Recent advances in deep learning and language models for studying the microbiome
Binghao Yan, Yunbi Nam, Lingyao Li, Rebecca A. Deek, Hongzhe Li, Siyuan Ma
TL;DR
The paper surveys how deep learning and language modeling, including large language models, are transforming microbiome and metagenomics research. It covers protein-language models for novel protein generation and function/structure prediction, DNA/genomic language models for contig/genome-scale context, and specialized applications in virome annotation, virus–host interactions, and biosynthetic gene cluster discovery. It highlights foundational datasets and model architectures, such as DNABERT, ESMFold, ProGen, and DeepBGC, and discusses the role of public knowledge integration in mining microbe–disease associations.
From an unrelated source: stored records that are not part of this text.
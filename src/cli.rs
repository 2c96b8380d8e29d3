use std::path::PathBuf;

use clap::Parser;

use crate::config::{AppConfig, ConfigError};

#[derive(Parser, Debug)]
#[command(
    author,
    version,
    about = "Per-section DER efficacy for platform co-simulations",
    long_about = "Subscribes to a simulation's measurement stream, sums load and DER real power per switch area, and writes efficacy, load, and DER logs while publishing each timestep on the application output topic.\n\nEnvironment:\n  GRIDAPPSD_ADDRESS         Broker host\n  GRIDAPPSD_PORT            Broker STOMP port\n  GRIDAPPSD_USER            Broker login\n  GRIDAPPSD_PASSWORD        Broker passcode\n  GRIDAPPSD_APPLICATION_ID  Application id\n"
)]
pub struct Cli {
    #[arg(long, value_name = "PATH", conflicts_with = "preset", help = "Load configuration from a TOML file")]
    pub config: Option<PathBuf>,

    #[arg(long, value_name = "NAME", help = "Use a built-in model preset (maple10, ieee13, ieee123)")]
    pub preset: Option<String>,

    #[arg(long, env = "GRIDAPPSD_ADDRESS", help = "Broker host")]
    pub host: Option<String>,

    #[arg(long, env = "GRIDAPPSD_PORT", help = "Broker STOMP port")]
    pub port: Option<u16>,

    #[arg(long, env = "GRIDAPPSD_USER", help = "Broker login")]
    pub username: Option<String>,

    #[arg(long, env = "GRIDAPPSD_PASSWORD", hide_env_values = true, help = "Broker passcode")]
    pub password: Option<String>,

    #[arg(long, env = "GRIDAPPSD_APPLICATION_ID", help = "Application id used in the output topic")]
    pub application_id: Option<String>,

    #[arg(long, value_name = "MRID", help = "Feeder model mRID")]
    pub model_mrid: Option<String>,

    #[arg(long, value_name = "PATH", help = "Read the feeder model from a JSON snapshot instead of querying")]
    pub model_snapshot: Option<PathBuf>,

    #[arg(long, value_name = "PATH", help = "Write the loaded feeder model to a JSON snapshot")]
    pub save_model: Option<PathBuf>,

    #[arg(
        long,
        value_name = "PATH",
        conflicts_with = "simulation_id",
        help = "Simulation run configuration (JSON) used to start a new run"
    )]
    pub run_config: Option<PathBuf>,

    #[arg(long, value_name = "ID", help = "Attach to an already running simulation")]
    pub simulation_id: Option<String>,

    #[arg(short, long, value_name = "DIR", help = "Directory for the CSV logs")]
    pub output_dir: Option<PathBuf>,

    #[arg(long, default_value = "info", value_name = "LEVEL", help = "Default log level when RUST_LOG is unset")]
    pub log_level: String,

    #[cfg(feature = "api")]
    #[arg(long, default_value_t = false, help = "Serve the report history over HTTP while running")]
    pub serve: bool,

    #[cfg(feature = "api")]
    #[arg(long, default_value_t = 3000, value_name = "PORT", help = "API server port")]
    pub api_port: u16,
}

impl Cli {
    /// Loads the base configuration and applies command-line overrides.
    ///
    /// `--config` takes priority, then `--preset`, then the maple 10-bus demo.
    pub fn load_config(&self) -> Result<AppConfig, ConfigError> {
        let mut config = if let Some(path) = &self.config {
            AppConfig::from_toml_file(path)?
        } else if let Some(name) = &self.preset {
            AppConfig::from_preset(name)?
        } else {
            AppConfig::demo()
        };
        self.apply(&mut config);
        Ok(config)
    }

    /// Overrides configuration fields given on the command line or in the environment.
    pub fn apply(&self, config: &mut AppConfig) {
        let g = &mut config.gridappsd;
        if let Some(host) = &self.host {
            g.host = host.clone();
        }
        if let Some(port) = self.port {
            g.port = port;
        }
        if let Some(username) = &self.username {
            g.username = username.clone();
        }
        if let Some(password) = &self.password {
            g.password = password.clone();
        }
        if let Some(id) = &self.application_id {
            g.application_id = id.clone();
        }

        if let Some(mrid) = &self.model_mrid {
            config.model.mrid = mrid.clone();
        }
        if let Some(path) = &self.model_snapshot {
            config.model.snapshot = Some(path.clone());
        }

        if let Some(id) = &self.simulation_id {
            config.simulation.simulation_id = Some(id.clone());
            config.simulation.run_config = None;
        }
        if let Some(path) = &self.run_config {
            config.simulation.run_config = Some(path.clone());
            config.simulation.simulation_id = None;
        }

        if let Some(dir) = &self.output_dir {
            config.output.directory = dir.clone();
        }
    }
}
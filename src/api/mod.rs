//! REST API over the report history of a running app.
//!
//! Provides two GET endpoints:
//! - `/state` for the simulation id, section columns, report count, and latest report
//! - `/efficacy` for processed reports with optional timestamp range filtering

mod handlers;
mod types;

use std::net::SocketAddr;
use std::sync::Arc;

use axum::Router;
use axum::routing::get;
use tracing::info;

use crate::report::ReportHistory;

pub use types::{EfficacyQuery, ErrorResponse, ReportRecord, StateResponse};

/// State shared across all request handlers.
///
/// The history is appended by the consumer loop while the server reads it.
pub struct ApiState {
    /// Simulation the reports belong to.
    pub simulation_id: String,
    /// Section columns in CSV order.
    pub sections: Vec<String>,
    /// Shared report history.
    pub history: ReportHistory,
}

/// Builds the axum router with all API routes.
///
/// # Arguments
///
/// * `state` - Shared state read by every handler
///
/// # Returns
///
/// A `Router` serving `/state` and `/efficacy`.
pub fn router(state: Arc<ApiState>) -> Router {
    Router::new()
        .route("/state", get(handlers::get_state))
        .route("/efficacy", get(handlers::get_efficacy))
        .with_state(state)
}

/// Binds to the given address and serves the API until the server fails.
///
/// # Arguments
///
/// * `state` - Shared state passed to [`router`]
/// * `addr` - Socket address to listen on
///
/// # Errors
///
/// Returns the I/O error if binding or serving fails.
pub async fn serve(state: Arc<ApiState>, addr: SocketAddr) -> std::io::Result<()> {
    let app = router(state);
    let listener = tokio::net::TcpListener::bind(addr).await?;
    info!(%addr, "api server listening");
    axum::serve(listener, app).await
}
The discussion identifies key future directions, including multi-omics data fusion, standardized benchmarks, and new architectures (e.g., graph-based, hierarchical) to better capture the complex dependencies of microbial communities.
Abstract
Recent advancements in deep learning, particularly large language models (LLMs), made a significant impact on how researchers study microbiome and metagenomics data. Microbial protein and genomic sequences, like natural languages, form a language of life, enabling the adoption of LLMs to extract useful insights from complex microbial ecologies. In this paper, we review applications of deep learning and language models in analyzing microbiome and metagenomics data. We focus on problem formulations, necessary datasets, and the integration of language modeling techniques. We provide an extensive overview of protein/genomic language modeling and their contributions to microbiome studies. We also discuss applications such as novel viromics language modeling, biosynthetic gene cluster prediction, and knowledge integration for metagenomics studies.